Tuesday, November 3, 2015

It Is Not The Healthy Who Need A Doctor

late one afternoon while we were is scotland recently,  i took a nasty fall that scraped and cut my nose and forehead.  my wife and i debated about whether i should seek medical attention, since the cut on my forehead night heal better with stitches.  we decided to leave it alone after the bleeding stopped and check with our landlord, who works at the tourist office, the next morning.  he encouraged us to see a doctor, since there would be no cost to us, but at the very least, he thought we should consult a pharmacist.

i decided to wait until the end of the day and go to a nearby pharmacy.  i didn't want to give up a day of sightseeing, and, though we had purchased medical insurance for our trip, i didn't want to have to deal with the complexities of seeking treatment in another country.  as we went through the day, several people inquired about my injury and each was puzzled that i didn't avail myself of medical treatment, since each person we spoke with assured us there would be no cost.  i put off seeing even a pharmacist until the next day and was relieved when he assured me that the cuts were healing well and recommended some antiseptic cream to ward off the chance of infection.
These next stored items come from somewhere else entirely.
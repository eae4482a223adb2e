//! Foreground timer surface.
//!
//! Runs the background timer service in-process and attaches two read-only
//! subscribers: the terminal clock face and the desktop notifier. Control
//! keys come from stdin; stopping is an explicit command, never inferred
//! from a gesture.

use std::io::{BufRead, Write};

use clap::Args;
use pomodorino_core::{ClockFace, Config, Event, Notifier, TimerHandle, TimerService};
use tokio::sync::{broadcast, mpsc};
use tracing::warn;
use tracing_subscriber::EnvFilter;

#[derive(Args)]
pub struct RunArgs {
    /// Countdown length in seconds (overrides the configured value)
    #[arg(long)]
    pub total_secs: Option<u32>,
    /// Start counting immediately instead of waiting for a key
    #[arg(long)]
    pub autostart: bool,
    /// Stream events as JSON lines instead of drawing the clock face
    #[arg(long)]
    pub json: bool,
}

pub fn run(args: RunArgs) -> Result<(), Box<dyn std::error::Error>> {
    tracing_subscriber::fmt()
        .with_env_filter(
            EnvFilter::try_from_default_env()
                .unwrap_or_else(|_| EnvFilter::new("pomodorino=warn")),
        )
        .with_writer(std::io::stderr)
        .init();

    let mut config = Config::load()?;
    if let Some(total_secs) = args.total_secs {
        config.timer.total_secs = total_secs;
    }

    let rt = tokio::runtime::Runtime::new()?;
    rt.block_on(run_timer(config, args))
}

async fn run_timer(config: Config, args: RunArgs) -> Result<(), Box<dyn std::error::Error>> {
    let handle = TimerService::spawn(&config);

    let notifier = Notifier::new(&config.notifications);
    let notifications = dispatch_notifications(handle.subscribe(), notifier);

    if args.json {
        tokio::spawn(stream_json(handle.subscribe()));
    } else {
        println!("Enter: play/pause   s: stop   q: quit");
        draw(&handle.snapshot().await?);
        tokio::spawn(draw_events(handle.subscribe()));
    }

    if args.autostart {
        handle.start(None).await?;
    }

    // The notifier owns a notification-server handle that is not Send, so
    // its loop stays on this task instead of a spawned one; it winds down
    // together with the control loop.
    tokio::select! {
        result = control_loop(&handle) => result,
        _ = notifications => Ok(()),
    }
}

/// Read control keys until quit, EOF or Ctrl-C.
async fn control_loop(handle: &TimerHandle) -> Result<(), Box<dyn std::error::Error>> {
    let mut keys = spawn_stdin_channel();
    loop {
        tokio::select! {
            _ = tokio::signal::ctrl_c() => break,
            line = keys.recv() => {
                let Some(line) = line else { break };
                match line.trim() {
                    "" => handle.toggle().await?,
                    "s" | "stop" => handle.stop().await?,
                    "q" | "quit" => break,
                    other => warn!("unrecognized input: {other}"),
                }
            }
        }
    }
    println!();
    Ok(())
}

/// Lines typed on stdin, bridged onto the runtime from a reader thread.
fn spawn_stdin_channel() -> mpsc::Receiver<String> {
    let (tx, rx) = mpsc::channel(8);
    std::thread::spawn(move || {
        let stdin = std::io::stdin();
        for line in stdin.lock().lines() {
            let Ok(line) = line else { break };
            if tx.blocking_send(line).is_err() {
                break;
            }
        }
    });
    rx
}

async fn draw_events(mut events: broadcast::Receiver<Event>) {
    loop {
        match events.recv().await {
            Ok(event) => draw(&event),
            Err(broadcast::error::RecvError::Closed) => break,
            Err(broadcast::error::RecvError::Lagged(_)) => continue,
        }
    }
}

async fn stream_json(mut events: broadcast::Receiver<Event>) {
    loop {
        match events.recv().await {
            Ok(event) => match serde_json::to_string(&event) {
                Ok(line) => println!("{line}"),
                Err(err) => warn!("failed to encode event: {err}"),
            },
            Err(broadcast::error::RecvError::Closed) => break,
            Err(broadcast::error::RecvError::Lagged(skipped)) => {
                warn!("event stream lagged, skipped {skipped} events");
            }
        }
    }
}

/// Feed the desktop notification surface: the persistent countdown while
/// running, the one-shot alert at expiry. Pausing keeps the notification
/// at the last rendered time; only stop and expiry clear it.
async fn dispatch_notifications(mut events: broadcast::Receiver<Event>, mut notifier: Notifier) {
    loop {
        match events.recv().await {
            Ok(event) => match event {
                Event::TimerStarted { total_secs, .. } => notifier.show_persistent(total_secs),
                Event::Tick { remaining_secs, .. } => notifier.show_persistent(remaining_secs),
                Event::TimerStopped { .. } => notifier.hide(),
                Event::TimerExpired { .. } => notifier.alert_expired(),
                _ => {}
            },
            Err(broadcast::error::RecvError::Closed) => break,
            Err(broadcast::error::RecvError::Lagged(_)) => continue,
        }
    }
}

fn draw(event: &Event) {
    match event {
        Event::StateSnapshot { remaining_secs, .. }
        | Event::TimerResumed { remaining_secs, .. }
        | Event::Tick { remaining_secs, .. } => draw_face(*remaining_secs, ""),
        Event::TimerStarted { total_secs, .. } | Event::TimerStopped { total_secs, .. } => {
            draw_face(*total_secs, "")
        }
        Event::TimerPaused { remaining_secs, .. } => draw_face(*remaining_secs, " (paused)"),
        Event::TimerExpired { at } => {
            draw_face(0, "");
            println!();
            println!(
                "Time is up! ({})",
                at.with_timezone(&chrono::Local).format("%H:%M:%S")
            );
        }
    }
}

/// Two zero-padded fields, redrawn in place.
fn draw_face(remaining_secs: u32, marker: &str) {
    let face = ClockFace::from_secs(remaining_secs as i64);
    print!("\r  {} : {}{:<10}", face.minutes, face.seconds, marker);
    std::io::stdout().flush().ok();
}
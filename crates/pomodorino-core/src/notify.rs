//! Desktop notification surface and expiry alert.
//!
//! The notifier mirrors what the countdown would look like on a phone: one
//! resident notification showing "MM:SS remaining" that is updated in place
//! every tick, and a buzz-pattern alert when the countdown expires.
//!
//! Everything here is best-effort. A missing notification server, a denied
//! capability or a disabled config flag must never affect the countdown
//! itself; failures are logged at debug level and otherwise swallowed.

use std::io::Write;

use tracing::debug;

use crate::display;
use crate::storage::NotificationsConfig;

#[cfg(all(unix, not(target_os = "macos")))]
use notify_rust::{Hint, Notification, NotificationHandle, Timeout, Urgency};
#[cfg(not(all(unix, not(target_os = "macos"))))]
use notify_rust::Notification;

/// Application name shown as the notification title.
pub const APP_NAME: &str = "Pomodorino";

/// Expiry buzz pattern in milliseconds, alternating pause and buzz segments
/// starting with a pause: wait 0, buzz 1500, wait 500, buzz 1500, wait 500,
/// buzz 1500. Played exactly once per expiry.
pub const ALERT_PATTERN_MS: [u64; 6] = [0, 1500, 500, 1500, 500, 1500];

/// Handle to the OS notification surface.
///
/// Holds on to the one resident countdown notification so repeated
/// `show_persistent` calls update it in place instead of stacking.
pub struct Notifier {
    enabled: bool,
    vibration: bool,
    #[cfg(all(unix, not(target_os = "macos")))]
    handle: Option<NotificationHandle>,
}

impl Notifier {
    pub fn new(config: &NotificationsConfig) -> Self {
        Self {
            enabled: config.enabled,
            vibration: config.vibration,
            #[cfg(all(unix, not(target_os = "macos")))]
            handle: None,
        }
    }

    /// Show or update the resident countdown notification.
    ///
    /// Idempotent: the first call creates the notification, later calls
    /// rewrite its body. The notification does not expire on its own and is
    /// marked resident so it stays up while the timer runs.
    pub fn show_persistent(&mut self, remaining_secs: u32) {
        if !self.enabled {
            return;
        }
        let body = display::notification_body(remaining_secs);

        #[cfg(all(unix, not(target_os = "macos")))]
        {
            if let Some(handle) = self.handle.as_mut() {
                handle.body(&body);
                handle.update();
                return;
            }
            match Notification::new()
                .summary(APP_NAME)
                .appname(APP_NAME)
                .body(&body)
                .timeout(Timeout::Never)
                .hint(Hint::Resident(true))
                .show()
            {
                Ok(handle) => self.handle = Some(handle),
                Err(err) => debug!("countdown notification unavailable: {err}"),
            }
        }

        #[cfg(not(all(unix, not(target_os = "macos"))))]
        {
            // No resident-notification support without an XDG server; the
            // terminal face remains the only countdown surface.
            let _ = body;
        }
    }

    /// Remove the resident notification. No-op when none is showing.
    pub fn hide(&mut self) {
        #[cfg(all(unix, not(target_os = "macos")))]
        if let Some(handle) = self.handle.take() {
            handle.close();
        }
    }

    /// One-shot expiry alert: clear the countdown notification, surface a
    /// short "Time is up!" message and play the buzz pattern.
    pub fn alert_expired(&mut self) {
        self.hide();

        if self.enabled {
            #[cfg(all(unix, not(target_os = "macos")))]
            let shown = Notification::new()
                .summary(APP_NAME)
                .appname(APP_NAME)
                .body("Time is up!")
                .urgency(Urgency::Critical)
                .timeout(Timeout::Milliseconds(5000))
                .show()
                .is_ok();
            #[cfg(not(all(unix, not(target_os = "macos"))))]
            let shown = Notification::new()
                .summary(APP_NAME)
                .appname(APP_NAME)
                .body("Time is up!")
                .show()
                .is_ok();
            if !shown {
                debug!("expiry notification unavailable, falling back to bell");
                bell();
            }
        }

        if self.vibration {
            // Detached so the caller's event loop is not held up for the
            // ~5.5s the pattern lasts.
            std::thread::spawn(|| buzz(&ALERT_PATTERN_MS));
        }
    }
}

/// Terminal bell, the poor man's vibration motor.
fn bell() {
    print!("\x07");
    std::io::stdout().flush().ok();
}

/// Play an Android-style vibration pattern on the terminal bell: even
/// entries are pauses, odd entries are buzz segments.
fn buzz(pattern: &[u64]) {
    for (i, &ms) in pattern.iter().enumerate() {
        if i % 2 == 1 {
            bell();
        }
        std::thread::sleep(std::time::Duration::from_millis(ms));
    }
}

#[cfg(test)]
mod tests {
    use super::*;

    #[test]
    fn pattern_starts_with_pause_and_buzzes_three_times() {
        assert_eq!(ALERT_PATTERN_MS.len(), 6);
        assert_eq!(ALERT_PATTERN_MS[0], 0);
        let buzzes: Vec<u64> = ALERT_PATTERN_MS
            .iter()
            .skip(1)
            .step_by(2)
            .copied()
            .collect();
        assert_eq!(buzzes, vec![1500, 1500, 1500]);
    }

    #[test]
    fn disabled_notifier_is_inert() {
        let mut notifier = Notifier::new(&NotificationsConfig {
            enabled: false,
            vibration: false,
        });
        notifier.show_persistent(120);
        notifier.hide();
        notifier.alert_expired();
    }
}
a few days later as we visited with another couple who were about our age, they told us about the husband's experience with a frightening virus that had infected his brain.  he thought that he had suffered a stroke because he first had a tingling sensation in one arm, then had difficulty with one leg, and finally lost the ability to speak.  this happened over the course of a few days, and when the speech loss occurred his family took him to the hospital.  the doctors ruled out stroke as the cause, since the progress of his ailments had been gradual rather than sudden.  while in the hospital, he lost movement in the tingling arm and the leg that had first bothered him.  the cause of his ailment was found and, once treated, his symptoms dissipated within a matter of days.  with a brief period of therapy, he recovered completely.  we asked about the cost of his treatment and the quality of his care, and he told us that there was no cost whatsoever and that he had received excellent care.  he and his wife were full of praise for the national health service and expressed amazement that our health care seemed to be so expensive and complex.  they said they couldn't imagine having the cloud of possible impoverishment hanging over our heads should we suffer a major health problem, as many young people in the usa do because they can't afford comprehensive health insurance.

we came home with the same puzzlement about health care in our country.  i'm sure there are some in the united kingdom that could tell horror stories about their health care system, but every person we encountered who expressed an opinion had high regard for british health care, and, because of my injury, we heard this from many.  perhaps the british system wouldn't work here, but there must be a better way than what we have now.  if health care could cease being a political football and be viewed as a basic right that every person should enjoy, we could make progress in finding a solution.

may we turn from causing suffering for so many while playing politics with health care.  may we find solutions that bring down its cost while making good care available to everyone.  may we have compassion for those who cannot access the health care system because they can't afford it and devise a means to providing adequate care for all our people.  shalom.